Protein GRAVY
Grand Average of Hydropathy score for one or more protein sequences

Raw sequence or multi-FASTA format. Input limit: 500,000 characters. Only standard amino acid codes (A C D E F G H I K L M N P Q R S T V W Y) are counted.

💡 Quick Summary

Protein GRAVY calculates the Grand Average of Hydropathy (GRAVY) score for one or more protein sequences. Positive values indicate hydrophobic proteins (typical of membrane proteins); negative values indicate hydrophilic proteins (typical of soluble cytoplasmic proteins).

📋 How to Use
  1. Paste one or more protein sequences (raw or FASTA) into the text area. Multiple sequences each need their own FASTA title line.
  2. Click Submit. Results appear in a table showing each sequence name, length, and GRAVY score.
  3. Click Load Example to analyse three sample protein sequences.
  4. Use Copy All to copy the tabular results to your clipboard.
🧮 Formulas & Logic
GRAVY
GRAVY = (Σ hydropathy values for all residues) / sequence length (Kyte & Doolittle, 1982)
📊 Result Interpretation
Positive GRAVY

The protein is predominantly hydrophobic. Values > 0 are common in integral membrane proteins and transmembrane helices.

Negative GRAVY

The protein is predominantly hydrophilic.
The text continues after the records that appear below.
//! Bottleneck detectors.
//!
//! Each detector is an independent pure function over the normalized markers
//! of a profile. A detector returns `None` when it has nothing to report;
//! one detector finding nothing never affects another.

use crate::markers::ParsedMarker;
use crate::utils::config::*;

use super::schema::{Bottleneck, BottleneckKind, DetectionContext, Severity};

/// Signature shared by all detectors
pub type Detector = fn(&[ParsedMarker], &DetectionContext) -> Option<Bottleneck>;

/// Every detector, in reporting order
pub const DETECTORS: &[Detector] = &[
    detect_long_tasks,
    detect_gc_pressure,
    detect_sync_ipc,
    detect_layout_thrashing,
    detect_network_blocking,
    detect_extension_overhead,
];

/// Number of worst occurrences listed in `Bottleneck::locations`
const MAX_LOCATIONS: usize = 5;

/// Main-thread tasks longer than 50ms
pub fn detect_long_tasks(markers: &[ParsedMarker], _ctx: &DetectionContext) -> Option<Bottleneck> {
    let tasks: Vec<&ParsedMarker> = markers
        .iter()
        .filter(|m| {
            m.name == LONG_TASK_MARKER
                && m.duration > LONG_TASK_MIN_MS
                && m.duration < LONG_TASK_MAX_MS
        })
        .collect();
    if tasks.is_empty() {
        return None;
    }

    let stats = DurationStats::of(&tasks);
    let severity = if stats.count > 10 || stats.max > 200.0 {
        Severity::High
    } else if stats.count > 5 || stats.max > 100.0 {
        Severity::Medium
    } else {
        Severity::Low
    };

    Some(build_finding(
        BottleneckKind::LongTasks,
        severity,
        &tasks,
        format!(
            "{} long tasks blocked the main thread for {:.1}ms in total (longest {:.1}ms)",
            stats.count, stats.total, stats.max
        ),
        "Break long-running JavaScript into smaller chunks (scheduler.yield, requestIdleCallback) and move heavy work off the main thread.",
    ))
}

/// Whether a marker is a garbage collection or cycle collection event
pub fn is_gc_marker(marker: &ParsedMarker) -> bool {
    (marker.name.starts_with("GC")
        || marker.name.starts_with("V8.GC")
        || marker.category == GC_CATEGORY)
        && marker.duration > 0.0
        && marker.duration < GC_MAX_MS
}

/// Frequent or long garbage collections
///
/// Low-severity findings with less than 500ms of total GC time are noise and
/// are not reported.
pub fn detect_gc_pressure(markers: &[ParsedMarker], ctx: &DetectionContext) -> Option<Bottleneck> {
    let events: Vec<&ParsedMarker> = markers.iter().filter(|m| is_gc_marker(m)).collect();
    if events.is_empty() {
        return None;
    }

    let stats = DurationStats::of(&events);
    let duration_sec = ctx.profile_duration_ms / 1000.0;
    let rate = if duration_sec > 0.0 {
        stats.count as f64 / duration_sec
    } else {
        0.0
    };

    let severity = if rate > 4.0 || stats.max > 200.0 {
        Severity::High
    } else if rate > 2.0 || stats.max > 100.0 {
        Severity::Medium
    } else {
        Severity::Low
    };

    if severity == Severity::Low && stats.total < GC_SUPPRESS_BELOW_TOTAL_MS {
        return None;
    }

    Some(build_finding(
        BottleneckKind::GcPressure,
        severity,
        &events,
        format!(
            "{} garbage collections ({:.1}/s) took {:.1}ms in total (longest {:.1}ms)",
            stats.count, rate, stats.total, stats.max
        ),
        "Reduce allocation churn: reuse objects and buffers, avoid short-lived closures in hot loops and check for caches that grow without bound.",
    ))
}

/// Whether a marker is an IPC call that blocked its thread
pub fn is_sync_ipc_marker(marker: &ParsedMarker) -> bool {
    marker.category == IPC_CATEGORY
        && marker.duration > 0.0
        && marker.duration < IPC_MAX_MS
        && (marker.is_flagged_sync() || marker.duration > IPC_IMPLICIT_SYNC_MS)
}

/// Synchronous inter-process calls
pub fn detect_sync_ipc(markers: &[ParsedMarker], _ctx: &DetectionContext) -> Option<Bottleneck> {
    let calls: Vec<&ParsedMarker> = markers.iter().filter(|m| is_sync_ipc_marker(m)).collect();
    if calls.is_empty() {
        return None;
    }

    let stats = DurationStats::of(&calls);
    let severity = if stats.count > 20 || stats.total > 500.0 {
        Severity::High
    } else if stats.count > 10 || stats.total > 200.0 {
        Severity::Medium
    } else {
        Severity::Low
    };

    Some(build_finding(
        BottleneckKind::SyncIpc,
        severity,
        &calls,
        format!(
            "{} synchronous IPC calls blocked for {:.1}ms in total (longest {:.1}ms)",
            stats.count, stats.total, stats.max
        ),
        "Replace synchronous IPC with asynchronous messages and batch cross-process requests.",
    ))
}

fn is_layout_marker(marker: &ParsedMarker) -> bool {
    (marker.category == LAYOUT_CATEGORY
        || marker.name == "Styles"
        || marker.name.contains("Reflow"))
        && marker.duration > 0.0
        && marker.duration < LAYOUT_MAX_MS
}

/// Style and layout recalculations in rapid succession
///
/// A "rapid pair" is two consecutive layout markers (by start time) whose
/// starts are at most 100ms apart. At least five pairs are required.
pub fn detect_layout_thrashing(
    markers: &[ParsedMarker],
    _ctx: &DetectionContext,
) -> Option<Bottleneck> {
    let mut layouts: Vec<&ParsedMarker> = markers.iter().filter(|m| is_layout_marker(m)).collect();
    if layouts.len() < 2 {
        return None;
    }
    layouts.sort_by(|a, b| a.start_time.total_cmp(&b.start_time));

    let rapid_pairs = layouts
        .windows(2)
        .filter(|pair| pair[1].start_time - pair[0].start_time <= LAYOUT_RAPID_GAP_MS)
        .count();
    if rapid_pairs < LAYOUT_MIN_RAPID_PAIRS {
        return None;
    }

    let stats = DurationStats::of(&layouts);
    let severity = if rapid_pairs > 50 || stats.total > 1000.0 {
        Severity::High
    } else if rapid_pairs > 20 || stats.total > 500.0 {
        Severity::Medium
    } else {
        Severity::Low
    };

    Some(build_finding(
        BottleneckKind::LayoutThrashing,
        severity,
        &layouts,
        format!(
            "{} back-to-back style/layout recalculations ({} in total, {:.1}ms) suggest forced synchronous layout",
            rapid_pairs, stats.count, stats.total
        ),
        "Batch DOM reads before writes and avoid reading layout properties (offsetHeight, getBoundingClientRect) right after changing styles.",
    ))
}

/// Network requests that took longer than a second
pub fn detect_network_blocking(
    markers: &[ParsedMarker],
    _ctx: &DetectionContext,
) -> Option<Bottleneck> {
    let requests: Vec<&ParsedMarker> = markers
        .iter()
        .filter(|m| {
            (m.category == NETWORK_CATEGORY || NETWORK_MARKER_NAMES.contains(&m.name.as_str()))
                && m.duration > NETWORK_MIN_MS
                && m.duration < NETWORK_MAX_MS
        })
        .collect();
    if requests.is_empty() {
        return None;
    }

    let stats = DurationStats::of(&requests);
    let severity = if stats.count > 5 || stats.max > 5000.0 {
        Severity::Medium
    } else {
        Severity::Low
    };

    Some(build_finding(
        BottleneckKind::NetworkBlocking,
        severity,
        &requests,
        format!(
            "{} network requests took longer than 1s (longest {:.1}ms)",
            stats.count, stats.max
        ),
        "Defer or lazy-load slow resources, enable caching and preconnect to critical origins.",
    ))
}

/// Whether a marker was caused by a browser extension
pub fn is_extension_marker(marker: &ParsedMarker, base_urls: &[String]) -> bool {
    if let Some(url) = marker.payload_str("url") {
        if base_urls
            .iter()
            .any(|base| !base.is_empty() && url.starts_with(base.as_str()))
        {
            return true;
        }
    }

    if EXTENSION_MESSAGE_MARKERS.contains(&marker.name.as_str()) {
        return ["actor", "name"]
            .iter()
            .filter_map(|key| marker.payload_str(key))
            .any(|value| EXTENSION_ACTOR_KEYWORDS.iter().any(|kw| value.contains(kw)));
    }

    false
}

/// Work attributed to installed extensions
pub fn detect_extension_overhead(
    markers: &[ParsedMarker],
    ctx: &DetectionContext,
) -> Option<Bottleneck> {
    let events: Vec<&ParsedMarker> = markers
        .iter()
        .filter(|m| is_extension_marker(m, &ctx.extension_base_urls))
        .collect();
    if events.is_empty() {
        return None;
    }

    let stats = DurationStats::of(&events);
    if stats.total < EXTENSION_MIN_TOTAL_MS && stats.count < EXTENSION_MIN_COUNT {
        return None;
    }
    let severity = if stats.total > 1000.0 {
        Severity::Medium
    } else {
        Severity::Low
    };

    Some(build_finding(
        BottleneckKind::ExtensionOverhead,
        severity,
        &events,
        format!(
            "{} extension events consumed {:.1}ms",
            stats.count, stats.total
        ),
        "Profile with extensions disabled to confirm their cost, then remove or replace the expensive ones.",
    ))
}

/// Count, sum, mean and maximum of marker durations
#[derive(Debug, Clone, Copy, Default, PartialEq)]
pub struct DurationStats {
    pub count: usize,
    pub total: f64,
    pub avg: f64,
    pub max: f64,
}

impl DurationStats {
    pub fn of(markers: &[&ParsedMarker]) -> Self {
        let count = markers.len();
        let total: f64 = markers.iter().map(|m| m.duration).sum();
        let max = markers.iter().map(|m| m.duration).fold(0.0, f64::max);
        let avg = if count > 0 { total / count as f64 } else { 0.0 };
        Self {
            count,
            total,
            avg,
            max,
        }
    }
}

fn build_finding(
    kind: BottleneckKind,
    severity: Severity,
    markers: &[&ParsedMarker],
    description: String,
    recommendation: &str,
) -> Bottleneck {
    let stats = DurationStats::of(markers);
    Bottleneck {
        kind,
        severity,
        count: stats.count,
        total_duration: stats.total,
        avg_duration: stats.avg,
        max_duration: stats.max,
        description,
        recommendation: recommendation.to_string(),
        locations: top_locations(markers),
    }
}

fn top_locations(markers: &[&ParsedMarker]) -> Vec<String> {
    let mut worst: Vec<&ParsedMarker> = markers.to_vec();
    worst.sort_by(|a, b| {
        b.duration
            .total_cmp(&a.duration)
            .then_with(|| a.start_time.total_cmp(&b.start_time))
    });
    worst
        .into_iter()
        .take(MAX_LOCATIONS)
        .map(|m| {
            format!(
                "{} @ {:.1}ms ({:.1}ms)",
                m.thread_name, m.start_time, m.duration
            )
        })
        .collect()
}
Values < 0 are common in soluble, cytoplasmic proteins.

Near zero GRAVY

The protein has a roughly balanced hydrophobic/hydrophilic character.

🔬 Applications
  • Quickly screening protein sequences for potential membrane association
  • Comparing hydrophobicity across a panel of protein variants
  • Verifying that a recombinant protein of interest has expected hydrophobic character
  • Teaching hydropathy analysis concepts in biochemistry courses
⚠️ Common Mistakes & Warnings
Non-standard residues are ignored

Only the 20 standard amino acid single-letter codes (A C D E F G H I K L M N P Q R S T V W Y) are counted. All other characters are stripped before calculation.

GRAVY is a bulk average

GRAVY does not indicate whether a protein is membrane-spanning; a positive average can result from a hydrophobic core in a soluble protein. Use in conjunction with secondary structure or transmembrane predictions.

❓ Frequently Asked Questions

What is a "good" or "bad" GRAVY score?
There is no single threshold, but as a rough guide: integral membrane proteins typically have GRAVY values above +0.5; most soluble cytoplasmic proteins fall between −0.5 and −2.0. Values near zero suggest amphipathic character.
Why are some residues ignored?
Characters other than the 20 standard amino acid codes (gaps, stop codons *, ambiguous codes B/Z/X, etc.) are removed before calculation because Kyte & Doolittle (1982) only defined hydropathy values for the standard 20 amino acids.
Can I analyse multiple sequences at once?
Yes. Paste sequences in multi-FASTA format — each sequence must start with a line beginning with ">". If no FASTA header is present, the entire input is treated as one sequence.